El primero es tan conocido como difícilmente combatible: la demagogia populista que tiende a adueñarse del escenario público durante la campaña, con esquematismos que son mistificaciones, con deliberada manipulación de datos y situaciones, con promesas imposibles de cumplir que se utilizan como armas arrojadizas contra un adversario al que, de paso, se caricaturiza… Compone todo ello una suerte de pedagogía social a la inversa, especialmente dañina hoy dada la entidad de los problemas planteados. El populismo, ese gran enemigo de la democracia, siempre hace daño, pero ahora sus efectos perversos adquieren mayor potencialidad en una sociedad que siente su confianza y su autoestima recortadas por la severidad de la crisis económica y por la inepta gestión que de ella se ha hecho. Existe, además, el riesgo real de que tal ambiente se prolongue meses enteros como consecuencia de la convocatoria por separado de las elecciones autonómicas en Andalucía —probablemente al final del invierno—, algo que rompe la pauta hasta ahora seguida y que, frente a lo que sería mejor para los intereses generales, sólo atiende a la conveniencia de parte (del partido gobernante, se entiende).

El segundo peligro es que la cercanía de las urnas posponga necesarias medidas de ajuste. El miedo a perder votos en la consulta convocada puede aflojar la voluntad de proceder a reformas cuya urgencia es clamorosa. Nada bueno acarreará, en este sentido, que decaiga el ánimo con que los nuevos gobiernos autonómicos han iniciado cambios de rumbo en disciplina presupuestaria y control de gastos.

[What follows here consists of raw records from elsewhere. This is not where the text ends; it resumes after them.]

//! Run fingerprinting: content hashes of inputs and outputs.
//!
//! Two runs are byte-identical exactly when their [`RunDigest`]s match.
//! Hashing covers the IEEE-754 bits of every float, so values that print
//! the same but differ in the last ulp still produce different digests.

use crate::domain::{Bar, DatasetHash, EquitySample, Fill};
use serde::{Deserialize, Serialize};
use std::fmt;

/// BLAKE3 digest of a run's fills and equity curve.
#[derive(Debug, Clone, PartialEq, Eq, Hash, Serialize, Deserialize)]
pub struct RunDigest(pub String);

impl fmt::Display for RunDigest {
    fn fmt(&self, f: &mut fmt::Formatter<'_>) -> fmt::Result {
        write!(f, "{}", self.0)
    }
}

fn update_str(hasher: &mut blake3::Hasher, s: &str) {
    hasher.update(&(s.len() as u64).to_le_bytes());
    hasher.update(s.as_bytes());
}

fn update_f64(hasher: &mut blake3::Hasher, v: f64) {
    hasher.update(&v.to_bits().to_le_bytes());
}

/// Digest of a run's output records.
pub fn run_digest(fills: &[Fill], equity: &[EquitySample]) -> RunDigest {
    let mut hasher = blake3::Hasher::new();
    hasher.update(&(fills.len() as u64).to_le_bytes());
    for fill in fills {
        hasher.update(&fill.order_id.0.to_le_bytes());
        hasher.update(&fill.timestamp.to_le_bytes());
        hasher.update(&fill.decision_timestamp.to_le_bytes());
        update_str(&mut hasher, fill.decision_phase.as_str());
        update_str(&mut hasher, &fill.symbol);
        update_str(&mut hasher, fill.side.as_str());
        update_f64(&mut hasher, fill.quantity);
        update_f64(&mut hasher, fill.price);
        update_f64(&mut hasher, fill.commission);
        update_f64(&mut hasher, fill.slippage);
        update_str(&mut hasher, fill.reference.as_str());
    }
    hasher.update(&(equity.len() as u64).to_le_bytes());
    for sample in equity {
        hasher.update(&sample.timestamp.to_le_bytes());
        update_f64(&mut hasher, sample.equity);
        update_f64(&mut hasher, sample.cash);
        update_f64(&mut hasher, sample.net_exposure);
        update_f64(&mut hasher, sample.gross_exposure);
    }
    RunDigest(hasher.finalize().to_hex().to_string())
}

/// Content hash of a bar tape, order-sensitive.
pub fn dataset_hash(bars: &[Bar]) -> DatasetHash {
    let mut hasher = blake3::Hasher::new();
    hasher.update(&(bars.len() as u64).to_le_bytes());
    for bar in bars {
        hasher.update(&bar.timestamp.to_le_bytes());
        update_str(&mut hasher, &bar.symbol);
        for v in [bar.open, bar.high, bar.low, bar.close, bar.volume] {
            update_f64(&mut hasher, v);
        }
    }
    DatasetHash(hasher.finalize().to_hex().to_string())
}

Un terreno, por cierto, en el que la noticia relevante en muchos casos no es tanto lo que se poda cuanto la envergadura del tronco afectado: cuando el gobierno balear anuncia el propósito de suprimir 92 empresas públicas, lo que de verdad impresiona es que existan 192 en esa Comunidad (¡2.388 suman los organismos dependientes de las administraciones autonómicas!); cuando el Gobierno de Esperanza Aguirre ajusta el número de liberados sindicales en la administración de la comunidad madrileña, suprimiendo 1.930, lo que impresiona ciertamente es la cifra de la que se parte: 3.500; cuando en Extremadura se reduce en un 50 por ciento el número de altos cargos, lo que sobrecoge es que haya 500 de tal categoría, y sobran los ejemplos.

Un tercer peligro, en fin, no es menos grave: que la previsible dureza de la campaña electoral aleje la posibilidad de establecer el día de después los deseables consensos sobre las grandes cuestiones cuya solución duradera sólo puede pasar por grandes acuerdos entre las principales fuerzas políticas: sistema educativo, reforma laboral, articulación del Estado —incluyendo también la del mercado nacional—, función pública…

Y que nadie lo ignore: desde afuera no se nos quita ojo; la imagen del país, la “marca España” se juega mucho en el envite, y no está el horno para bollos.